* **Activity**: Provide the number of lines in the entries below containing "async", with no further words.

Saved data entries:
impl fmt::Debug for RestSessionConfig {
    fn fmt(&self, f: &mut fmt::Formatter<'_>) -> fmt::Result {
        f.debug_struct("RestSessionConfig")
            .field("access_token", &"<redacted>")
            .field("base_url", &self.base_url)
            .field("timeout", &self.timeout)
            .field("user_agent", &self.user_agent)
            .field("http_client", &self.http_client.is_some())
            .finish()
    }
}

impl RestSessionConfig {
    /// Create a new config with an access token
    pub fn new(access_token: impl Into<String>) -> Self {
        Self {
            access_token: access_token.into(),
            ..Default::default()
        }
    }

    /// Set the base URL
    pub fn with_base_url(mut self, base_url: impl Into<String>) -> Self {
        self.base_url = base_url.into();
        self
    }

    /// Set the timeout
    pub fn with_timeout(mut self, timeout: Duration) -> Self {
        self.timeout = timeout;
        self
    }

    /// Set the user agent
    pub fn with_user_agent(mut self, user_agent: impl Into<String>) -> Self {
        self.user_agent = user_agent.into();
        self
    }

    /// Use a pre-built HTTP client
    pub fn with_http_client(mut self, client: ReqwestClient) -> Self {
        self.http_client = Some(client);
        self
    }
}

/// `webex-client/<version>`
pub fn default_user_agent() -> String {
    format!("webex-client/{}", env!("CARGO_PKG_VERSION"))
}

/// Ensure the base URL ends with exactly one `/`
pub fn normalize_base_url(base_url: &str) -> String {
    let trimmed = base_url.trim().trim_end_matches('/');
    if trimmed.is_empty() {
        return DEFAULT_BASE_URL.to_string();
    }
    format!("{}/", trimmed)
}

// =============================================================================
// REST Session Implementation
// =============================================================================

/// Shared executor for authenticated Webex API requests
///
/// The bearer token and transport can be replaced at any time, including
/// while other tasks have requests in flight. Each request reads the token
/// once, under a read lock, when it builds its headers.
///
/// Only the configured transport timeout surfaces as [`Error::Transport`].
/// To bound or cancel a single call, drop its future or wrap it in
/// [`tokio::time::timeout`]; the in-flight request is aborted and the caller
/// sees `tokio::time::error::Elapsed` rather than a crate error.
///
/// # Examples
/// ```no_run
/// use webex_client::rest::{QueryParams, RestSession, RestSessionConfig};
///
/// async fn example() -> webex_client::Result<()> {
///     let session = RestSession::new(RestSessionConfig::new("token"))?;
///
///     let me: Option<serde_json::Value> = session.get("people/me", QueryParams::new()).await?;
///     println!("{:?}", me);
///     Ok(())
/// }
/// ```
pub struct RestSession {
    base_url: String,
    user_agent: String,
    timeout: Duration,
    access_token: RwLock<String>,
    client: RwLock<ReqwestClient>,
}

impl fmt::Debug for RestSession {
    fn fmt(&self, f: &mut fmt::Formatter<'_>) -> fmt::Result {
        f.debug_struct("RestSession")
            .field("base_url", &self.base_url)
            .field("user_agent", &self.user_agent)
            .field("timeout", &self.timeout)
            .field("access_token", &"<redacted>")
            .finish()
    }
}
//! Webhooks: HTTP callbacks for resource events

use crate::rest::{require, QueryParams, RestSession};
use crate::Result;
use chrono::{DateTime, Utc};
use serde::{Deserialize, Serialize};
use std::sync::Arc;

/// A registered webhook
#[derive(Debug, Clone, Default, PartialEq, Eq, Serialize, Deserialize)]
#[serde(rename_all = "camelCase")]
pub struct Webhook {
    /// Unique webhook ID
    #[serde(default)]
    pub id: String,
    /// Webhook name
    #[serde(skip_serializing_if = "Option::is_none")]
    pub name: Option<String>,
    /// Callback URL
    #[serde(skip_serializing_if = "Option::is_none")]
    pub target_url: Option<String>,
    /// Watched resource, e.g. "messages"
    #[serde(skip_serializing_if = "Option::is_none")]
    pub resource: Option<String>,
    /// Watched event, e.g. "created"
    #[serde(skip_serializing_if = "Option::is_none")]
    pub event: Option<String>,
    /// Owning organization
    #[serde(skip_serializing_if = "Option::is_none")]
    pub org_id: Option<String>,
    /// Creator's person ID
    #[serde(skip_serializing_if = "Option::is_none")]
    pub created_by: Option<String>,
    /// Integration that created the webhook
    #[serde(skip_serializing_if = "Option::is_none")]
    pub app_id: Option<String>,
    /// "creator" or "org"
    #[serde(skip_serializing_if = "Option::is_none")]
    pub owned_by: Option<String>,
    /// Event filter
    #[serde(skip_serializing_if = "Option::is_none")]
    pub filter: Option<String>,
    /// Payload signing secret
    #[serde(skip_serializing_if = "Option::is_none")]
    pub secret: Option<String>,
    /// "active" or "inactive"
    #[serde(skip_serializing_if = "Option::is_none")]
    pub status: Option<String>,
    /// Creation time
    #[serde(skip_serializing_if = "Option::is_none")]
    pub created: Option<DateTime<Utc>>,
}

/// Body for [`WebhooksService::create`]
#[derive(Debug, Clone, Default, PartialEq, Eq, Serialize)]
#[serde(rename_all = "camelCase")]
pub struct WebhookCreateRequest {
    /// Webhook name
    pub name: String,
    /// Callback URL
    pub target_url: String,
    /// Watched resource
    pub resource: String,
    /// Watched event
    pub event: String,
    /// Event filter
    #[serde(skip_serializing_if = "Option::is_none")]
    pub filter: Option<String>,
    /// Payload signing secret
    #[serde(skip_serializing_if = "Option::is_none")]
    pub secret: Option<String>,
    /// "creator" or "org"
    #[serde(skip_serializing_if = "Option::is_none")]
    pub owned_by: Option<String>,
}

impl WebhookCreateRequest {
    /// Request with the four required fields
    pub fn new(
        name: impl Into<String>,
        target_url: impl Into<String>,
        resource: impl Into<String>,
        event: impl Into<String>,
    ) -> Self {
        Self {
            name: name.into(),
            target_url: target_url.into(),
            resource: resource.into(),
            event: event.into(),
            ..Default::default()
        }
    }

    /// Restrict events with a filter such as `roomId=...`
    pub fn with_filter(mut self, filter: impl Into<String>) -> Self {
        self.filter = Some(filter.into());
        self
    }

    /// Sign payloads with a secret
    pub fn with_secret(mut self, secret: impl Into<String>) -> Self {
        self.secret = Some(secret.into());
        self
    }
}

/// Body for [`WebhooksService::update`]
#[derive(Debug, Clone, Default, PartialEq, Eq, Serialize)]
#[serde(rename_all = "camelCase")]
pub struct WebhookUpdateRequest {
    /// Webhook name
    pub name: String,
    /// Callback URL
    pub target_url: String,
    /// Payload signing secret
    #[serde(skip_serializing_if = "Option::is_none")]
    pub secret: Option<String>,
    /// "creator" or "org"
    #[serde(skip_serializing_if = "Option::is_none")]
    pub owned_by: Option<String>,
    /// "active" to reactivate a disabled webhook
    #[serde(skip_serializing_if = "Option::is_none")]
    pub status: Option<String>,
}

impl WebhookUpdateRequest {
    /// Request with the two required fields
    pub fn new(name: impl Into<String>, target_url: impl Into<String>) -> Self {
        Self {
            name: name.into(),
            target_url: target_url.into(),
            ..Default::default()
        }
    }
}

/// Service for the `webhooks` resource
#[derive(Debug, Clone)]
pub struct WebhooksService {
    session: Arc<RestSession>,
}

impl WebhooksService {
    /// Create a webhooks service bound to a session
    pub fn new(session: Arc<RestSession>) -> Self {
        Self { session }
    }

    /// List webhooks
    pub async fn list(&self, max: Option<u32>) -> Result<Vec<Webhook>> {
        let mut params = QueryParams::new();
        params.set_max(max);
        self.session.list("webhooks", params).await
    }

    /// Register a webhook
    pub async fn create(&self, request: &WebhookCreateRequest) -> Result<Webhook> {
        require("name", &request.name)?;
        require("targetUrl", &request.target_url)?;
        require("resource", &request.resource)?;
        require("event", &request.event)?;
        let webhook: Option<Webhook> = self.session.post("webhooks", request).await?;
        Ok(webhook.unwrap_or_default())
    }

    /// Get a webhook by ID
    pub async fn get(&self, webhook_id: &str) -> Result<Webhook> {
        require("webhookId", webhook_id)?;
        let webhook: Option<Webhook> = self
            .session
            .get(&format!("webhooks/{}", webhook_id), QueryParams::new())
            .await?;
        Ok(webhook.unwrap_or_default())
    }

    /// Update a webhook
    pub async fn update(&self, webhook_id: &str, request: &WebhookUpdateRequest) -> Result<Webhook> {
        require("webhookId", webhook_id)?;
        require("name", &request.name)?;
        require("targetUrl", &request.target_url)?;
        let webhook: Option<Webhook> = self
            .session
            .put(&format!("webhooks/{}", webhook_id), request)
            .await?;
        Ok(webhook.unwrap_or_default())
    }

    /// Delete a webhook
    pub async fn delete(&self, webhook_id: &str) -> Result<()> {
        require("webhookId", webhook_id)?;
        self.session
            .delete(&format!("webhooks/{}", webhook_id))
            .await
    }
}

#[cfg(test)]
mod tests {
    use super::*;
    use crate::rest::RestSessionConfig;

    #[test]
    fn test_create_request_serialization() {
        let request = WebhookCreateRequest::new("hook", "https://example.com/hook", "messages", "created")
            .with_filter("roomId=R1");
        let json = serde_json::to_value(&request).unwrap();
        assert_eq!(
            json,
            serde_json::json!({
                "name": "hook",
                "targetUrl": "https://example.com/hook",
                "resource": "messages",
                "event": "created",
                "filter": "roomId=R1"
            })
        );
    }

    #[tokio::test]
    async fn test_validation() {
        let service = WebhooksService::new(Arc::new(
            RestSession::new(RestSessionConfig::new("token")).unwrap(),
        ));

        let missing_event = WebhookCreateRequest::new("hook", "https://example.com", "messages", "");
        assert!(service.create(&missing_event).await.unwrap_err().is_invalid_parameter());

        let missing_url = WebhookUpdateRequest::new("hook", "");
        assert!(service.update("W1", &missing_url).await.unwrap_err().is_invalid_parameter());

        assert!(service.get("").await.unwrap_err().is_invalid_parameter());
        assert!(service.delete("").await.unwrap_err().is_invalid_parameter());
    }
}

* **Response**: 7